The IDX Student Life Center houses the dining hall, gym, fitness center, lounge and game room. All Champlain students have access to campus computer labs, 3D animation and game production labs, multimedia classrooms and editing suites, a digital photography lab and darkroom, the Metz Studio Barn, the Emergent Media Center and the Senator Leahy Center for Digital Investigation. In 2014, Champlain opened its Makers’ Lab and opened the Communication & Creative Media building in 2015.

Academic buildings include the Hauke Family Campus Center, the S.D. Ireland Family Center for Global Business & Technology, and the Miller Information Commons. Facilities available include 3D animation and game production labs, multimedia classrooms and editing suites, and a photo lab and darkroom.

=== Lakeside campus ===
Located 1.5 miles southwest of the main campus is Miller Center and the residential student parking lot. Miller Center contains the Emergent Media Center, a collaborative work studio that acts as a student work space while also accepting commission work from the public. Miller Center also includes the Makerspace, where students access equipment such as 3D printers/scanners, laser and vinyl cutters, and power tools.

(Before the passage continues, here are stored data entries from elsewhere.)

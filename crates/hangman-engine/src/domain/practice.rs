//! Practice mode: relaxed rules, word filters and the hint penalty.

use hangman_core::error::GameError;
use hangman_words::domain::catalog::Difficulty;
use hangman_words::domain::filters::{LengthFilter, SeenWords};
use hangman_words::domain::selector::PracticeSelection;
use serde::{Deserialize, Serialize};

/// Each hint multiplies the round's score penalty by this.
pub const HINT_PENALTY_FACTOR: f64 = 0.9;

/// The penalty never shrinks a score below this share.
pub const MIN_PENALTY_MULTIPLIER: f64 = 0.5;

/// Most mistakes a practice override may allow; there are only 26 letters.
pub const MAX_MISTAKES_OVERRIDE: u32 = 26;

/// Options chosen when practice mode is switched on.
#[derive(Debug, Clone, Copy, PartialEq, Eq, Serialize, Deserialize)]
pub struct PracticeSettings {
    /// Serve words already seen without waiting for the pool to run out.
    pub allow_repeats: bool,
    /// Start the next round automatically when one ends.
    pub endless: bool,
    /// Hold difficulty in place regardless of win streaks.
    pub locked_difficulty: Option<Difficulty>,
    /// Mistakes allowed per round instead of the default.
    pub max_mistakes_override: Option<u32>,
    /// Bounds on word length.
    pub word_length_filter: LengthFilter,
}

impl Default for PracticeSettings {
    fn default() -> Self {
        let defaults = PracticeMode::default();
        Self {
            allow_repeats: defaults.allow_repeats,
            endless: defaults.endless,
            locked_difficulty: defaults.locked_difficulty,
            max_mistakes_override: defaults.max_mistakes_override,
            word_length_filter: defaults.word_length_filter,
        }
    }
}

impl PracticeSettings {
    /// Checks the settings for contradictions.
    ///
    /// # Errors
    ///
    /// Returns `GameError::Validation` if the mistake override falls outside
    /// `1..=`[`MAX_MISTAKES_OVERRIDE`] or the length filter's minimum exceeds
    /// its maximum.
    pub fn validate(&self) -> Result<(), GameError> {
        if let Some(limit) = self.max_mistakes_override {
            if !(1..=MAX_MISTAKES_OVERRIDE).contains(&limit) {
                return Err(GameError::Validation(format!(
                    "practice mistake limit must be between 1 and {MAX_MISTAKES_OVERRIDE}"
                )));
            }
        }
        if let LengthFilter {
            min: Some(min),
            max: Some(max),
        } = self.word_length_filter
        {
            if min > max {
                return Err(GameError::Validation(format!(
                    "word length filter min {min} exceeds max {max}"
                )));
            }
        }
        Ok(())
    }
}

/// Practice-mode state carried inside the game state.
#[derive(Debug, Clone, PartialEq, Serialize, Deserialize)]
pub struct PracticeMode {
    /// Whether practice mode is on.
    pub enabled: bool,
    /// See [`PracticeSettings::allow_repeats`].
    pub allow_repeats: bool,
    /// See [`PracticeSettings::endless`].
    pub endless: bool,
    /// See [`PracticeSettings::locked_difficulty`].
    pub locked_difficulty: Option<Difficulty>,
    /// See [`PracticeSettings::max_mistakes_override`].
    pub max_mistakes_override: Option<u32>,
    /// See [`PracticeSettings::word_length_filter`].
    pub word_length_filter: LengthFilter,
    /// Hints taken since practice mode was switched on.
    pub hints_used: u32,
    /// Multiplier applied to the current round's score.
    pub score_penalty_multiplier: f64,
    /// Words served so far, per difficulty/category.
    pub seen_words_by_key: SeenWords,
}

impl Default for PracticeMode {
    fn default() -> Self {
        Self {
            enabled: false,
            allow_repeats: false,
            endless: true,
            locked_difficulty: None,
            max_mistakes_override: None,
            word_length_filter: LengthFilter::default(),
            hints_used: 0,
            score_penalty_multiplier: 1.0,
            seen_words_by_key: SeenWords::new(),
        }
    }
}

impl PracticeMode {
    /// An enabled practice mode with `settings`, resuming from `seen`.
    #[must_use]
    pub fn enabled_with(settings: PracticeSettings, seen: SeenWords) -> Self {
        Self {
            enabled: true,
            allow_repeats: settings.allow_repeats,
            endless: settings.endless,
            locked_difficulty: settings.locked_difficulty,
            max_mistakes_override: settings.max_mistakes_override,
            word_length_filter: settings.word_length_filter,
            seen_words_by_key: seen,
            ..Self::default()
        }
    }

    /// Records a hint and shrinks the round's penalty multiplier.
    pub fn record_hint(&mut self) {
        self.hints_used += 1;
        self.score_penalty_multiplier =
            (self.score_penalty_multiplier * HINT_PENALTY_FACTOR).max(MIN_PENALTY_MULTIPLIER);
    }

    /// Restores the full score for a fresh round.
    pub fn start_round(&mut self) {
        self.score_penalty_multiplier = 1.0;
    }

    /// Multiplier the scorer should apply.
    #[must_use]
    pub fn penalty_multiplier(&self) -> f64 {
        if self.enabled {
            self.score_penalty_multiplier
        } else {
            1.0
        }
    }

    /// Mistakes allowed per round, given the non-practice default.
    #[must_use]
    pub fn max_incorrect_guesses(&self, default: u32) -> u32 {
        match self.max_mistakes_override {
            Some(limit) if self.enabled => limit,
            _ => default,
        }
    }

    /// Whether progression must leave the difficulty alone.
    #[must_use]
    pub fn holds_difficulty(&self) -> bool {
        self.enabled && self.locked_difficulty.is_some()
    }

    /// Word-selection filters, or `None` outside practice mode.
    pub fn selection(&mut self) -> Option<PracticeSelection<'_>> {
        if !self.enabled {
            return None;
        }
        Some(PracticeSelection {
            length: self.word_length_filter,
            allow_repeats: self.allow_repeats,
            seen: &mut self.seen_words_by_key,
        })
    }
}

/// Practice history persisted between sessions.
#[derive(Debug, Clone, Default, PartialEq, Eq, Serialize, Deserialize)]
#[serde(default)]
pub struct PracticeProgress {
    /// Words served, so repeat avoidance survives a restart.
    pub seen_words_by_key: SeenWords,
    /// Practice rounds finished.
    pub rounds_played: u64,
    /// Hints taken in practice.
    pub hints_used: u64,
}
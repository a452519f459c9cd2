//! Assembles the engine and its collaborators from a [`Config`].

use std::sync::Arc;

use hangman_core::clock::SystemClock;
use hangman_core::event::EventSink;
use hangman_core::rng::{DeterministicRng, StdRandom};
use hangman_core::store::PersistenceStore;
use hangman_engine::{EngineContext, GameEvent, GameStateMachine};
use hangman_store::file_store::FileStore;
use hangman_words::application::provider::{
    BundledWordProvider, CatalogSource, JsonFileWordProvider, TieredWordProvider, WordProvider,
};
use hangman_words::domain::catalog::WordCatalog;
use tracing::{info, warn};

use crate::config::Config;
use crate::error::AppError;

/// Builds the word provider chain for `config`.
///
/// With no words file the primary tier is the bundled list itself, so the
/// cache only ever holds what a real source served.
#[must_use]
pub fn word_provider(config: &Config, store: Arc<dyn PersistenceStore>) -> TieredWordProvider {
    let primary: Box<dyn WordProvider> = match &config.words_file {
        Some(path) => Box::new(JsonFileWordProvider::new(path.clone())),
        None => Box::new(BundledWordProvider),
    };
    TieredWordProvider::new(primary, store)
}

/// Loads the catalog, logging which tier served it.
///
/// # Errors
///
/// Returns `AppError::Game` if every tier failed.
pub fn load_catalog(provider: &TieredWordProvider) -> Result<WordCatalog, AppError> {
    let (catalog, source) = provider.load_with_source(None)?;
    match source {
        CatalogSource::Primary => info!(words = catalog.word_count(), "word list loaded"),
        CatalogSource::Cache | CatalogSource::Bundled => {
            warn!(?source, words = catalog.word_count(), "using fallback word list");
        }
    }
    Ok(catalog)
}

/// Starts the engine, restoring saved progress from `store` and applying the
/// configured countdown.
///
/// # Errors
///
/// Returns `AppError::Game` if no first word can be selected.
pub fn build_engine(
    config: &Config,
    catalog: WordCatalog,
    store: Arc<dyn PersistenceStore>,
    rng: Box<dyn DeterministicRng>,
    sink: Arc<dyn EventSink<GameEvent>>,
) -> Result<GameStateMachine, AppError> {
    let ctx = EngineContext {
        clock: Arc::new(SystemClock),
        rng,
        store,
        sink,
    };
    let mut game = GameStateMachine::new(ctx, config.engine_config(), catalog)?;
    if let Some(limit_ms) = config.time_limit_ms {
        game.enable_timed_mode(limit_ms)?;
    }
    Ok(game)
}

/// Everything `main` needs, built from `config`.
///
/// # Errors
///
/// As [`load_catalog`] and [`build_engine`].
pub fn bootstrap(
    config: &Config,
    sink: Arc<dyn EventSink<GameEvent>>,
) -> Result<GameStateMachine, AppError> {
    let store: Arc<dyn PersistenceStore> = Arc::new(FileStore::new(config.data_dir.clone()));
    let catalog = load_catalog(&word_provider(config, Arc::clone(&store)))?;
    build_engine(config, catalog, store, Box::new(StdRandom::from_os()), sink)
}
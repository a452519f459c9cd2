//! Best-effort typed access to the persistence store.
//!
//! Reads fall back to defaults and writes are dropped on failure; either
//! way a warning is logged and play continues from memory.

use std::sync::Arc;

use hangman_core::error::GameError;
use hangman_core::store::PersistenceStore;
use serde::Serialize;
use serde::de::DeserializeOwned;
use tracing::{debug, warn};

/// Wraps a [`PersistenceStore`] with serde and failure handling.
#[derive(Clone)]
pub struct PersistenceGateway {
    store: Arc<dyn PersistenceStore>,
}

impl std::fmt::Debug for PersistenceGateway {
    fn fmt(&self, f: &mut std::fmt::Formatter<'_>) -> std::fmt::Result {
        f.debug_struct("PersistenceGateway").finish_non_exhaustive()
    }
}

impl PersistenceGateway {
    /// Wraps `store`.
    #[must_use]
    pub fn new(store: Arc<dyn PersistenceStore>) -> Self {
        Self { store }
    }

    /// Loads and decodes `key`, or returns `T::default()` if the blob is
    /// missing, unreadable or malformed.
    #[must_use]
    pub fn load_or_default<T: DeserializeOwned + Default>(&self, key: &str) -> T {
        match self.try_load(key) {
            Ok(Some(value)) => value,
            Ok(None) => {
                debug!(key, "no stored blob; using defaults");
                T::default()
            }
            Err(e) => {
                warn!(key, error = %e, "failed to load stored blob; using defaults");
                T::default()
            }
        }
    }

    /// Encodes and stores `value` under `key`. Returns whether it was saved.
    pub fn save<T: Serialize>(&self, key: &str, value: &T) -> bool {
        let result = serde_json::to_value(value)
            .map_err(|e| GameError::Storage(format!("encoding {key} failed: {e}")))
            .and_then(|blob| self.store.set(key, blob));
        match result {
            Ok(()) => true,
            Err(e) => {
                warn!(key, error = %e, "failed to save; continuing in memory");
                false
            }
        }
    }

    fn try_load<T: DeserializeOwned>(&self, key: &str) -> Result<Option<T>, GameError> {
        let Some(blob) = self.store.get(key)? else {
            return Ok(None);
        };
        serde_json::from_value(blob)
            .map(Some)
            .map_err(|e| GameError::Storage(format!("decoding {key} failed: {e}")))
    }
}

#[cfg(test)]
mod tests {
    use super::*;
    use crate::domain::statistics::BestTimes;
    use hangman_core::store::BEST_TIMES_KEY;
    use hangman_test_support::{FailingStore, MemoryStore};
    use hangman_words::domain::catalog::Difficulty;

    #[test]
    fn test_round_trips_through_store() {
        let store = MemoryStore::new();
        let gateway = PersistenceGateway::new(Arc::new(store.clone()));
        let mut best = BestTimes::default();
        best.record(Difficulty::Medium, 11_000);

        assert!(gateway.save(BEST_TIMES_KEY, &best));

        assert_eq!(store.blob(BEST_TIMES_KEY), Some(serde_json::json!({"medium": 11_000})));
        assert_eq!(gateway.load_or_default::<BestTimes>(BEST_TIMES_KEY), best);
    }

    #[test]
    fn test_missing_blob_loads_default() {
        let gateway = PersistenceGateway::new(Arc::new(MemoryStore::new()));
        assert_eq!(gateway.load_or_default::<BestTimes>(BEST_TIMES_KEY), BestTimes::default());
    }

    #[test]
    fn test_malformed_blob_loads_default() {
        let store = MemoryStore::with_blob(BEST_TIMES_KEY, serde_json::json!("not a map"));
        let gateway = PersistenceGateway::new(Arc::new(store));
        assert_eq!(gateway.load_or_default::<BestTimes>(BEST_TIMES_KEY), BestTimes::default());
    }

    #[test]
    fn test_failing_store_degrades_quietly() {
        let gateway = PersistenceGateway::new(Arc::new(FailingStore));
        assert_eq!(gateway.load_or_default::<BestTimes>(BEST_TIMES_KEY), BestTimes::default());
        assert!(!gateway.save(BEST_TIMES_KEY, &BestTimes::default()));
    }
}
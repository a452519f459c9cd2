//! Application layer for the Words context.

pub mod provider;
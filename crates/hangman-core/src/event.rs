//! Event abstractions and the notification sink seam.

use chrono::{DateTime, Utc};
use serde::{Deserialize, Serialize};
use uuid::Uuid;

use crate::clock::Clock;

/// Metadata attached to every emitted event.
#[derive(Debug, Clone, PartialEq, Eq, Serialize, Deserialize)]
pub struct EventMetadata {
    /// Unique event identifier.
    pub event_id: Uuid,
    /// Type name, e.g. `game.round_won`.
    pub event_type: String,
    /// Monotonically increasing number within the session.
    pub sequence_number: u64,
    /// Timestamp of event creation.
    pub occurred_at: DateTime<Utc>,
}

impl EventMetadata {
    /// Builds metadata for a new event stamped by `clock`.
    #[must_use]
    pub fn new(event_type: &str, sequence_number: u64, clock: &dyn Clock) -> Self {
        Self {
            event_id: Uuid::new_v4(),
            event_type: event_type.to_owned(),
            sequence_number,
            occurred_at: clock.now(),
        }
    }
}

/// Trait that all emitted events implement.
pub trait DomainEvent: Send + Sync + std::fmt::Debug {
    /// Returns the event type name.
    fn event_type(&self) -> &'static str;

    /// Serializes the event payload to JSON.
    fn to_payload(&self) -> serde_json::Value;

    /// Returns the metadata for this event.
    fn metadata(&self) -> &EventMetadata;
}

/// Receiver for events published by the engine.
///
/// Implemented by the presentation layer (renderers, announcers, sound
/// cues). Publishing never fails from the engine's point of view.
pub trait EventSink<E>: Send + Sync {
    /// Delivers one event.
    fn publish(&self, event: &E);
}

/// Sink that discards every event.
#[derive(Debug, Clone, Copy, Default)]
pub struct NullSink;

impl<E> EventSink<E> for NullSink {
    fn publish(&self, _event: &E) {}
}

===International campuses===
Champlain College had campuses in Dublin, Ireland and Montréal, Canada, in addition to partnerships with institutions around the world. Students are encouraged to study abroad.

Champlain College's Montréal campus opened its doors in 2007 with classroom space located at Rue Sherbooke Est. Students live in the Evo Montréal Student Residence building with local and international students. Champlain students in all programs are eligible to spend a semester in Montréal.

Champlain's Dublin campus has been in use since 2008. The Academic Center is located at 43 Leeson Street Lower, near Dublin's Georgian Office District, and comprises four classrooms, a computer lab, and a lounge. Experiential courses teach students about Ireland's economy, music, cultural heritage, and history.

Champlain College has announced that "they will conclude operations at its Montreal and Dublin campuses on June 30, 2026." These locations are being replaced with a partnership with Temple University.

==Academics==

=== Ranking ===

The As of 2024 U.S. News & World Reports annual university rankings ranked Champlain College tied for 91st in Regional Universities in the North and tied 10th in the most innovative schools.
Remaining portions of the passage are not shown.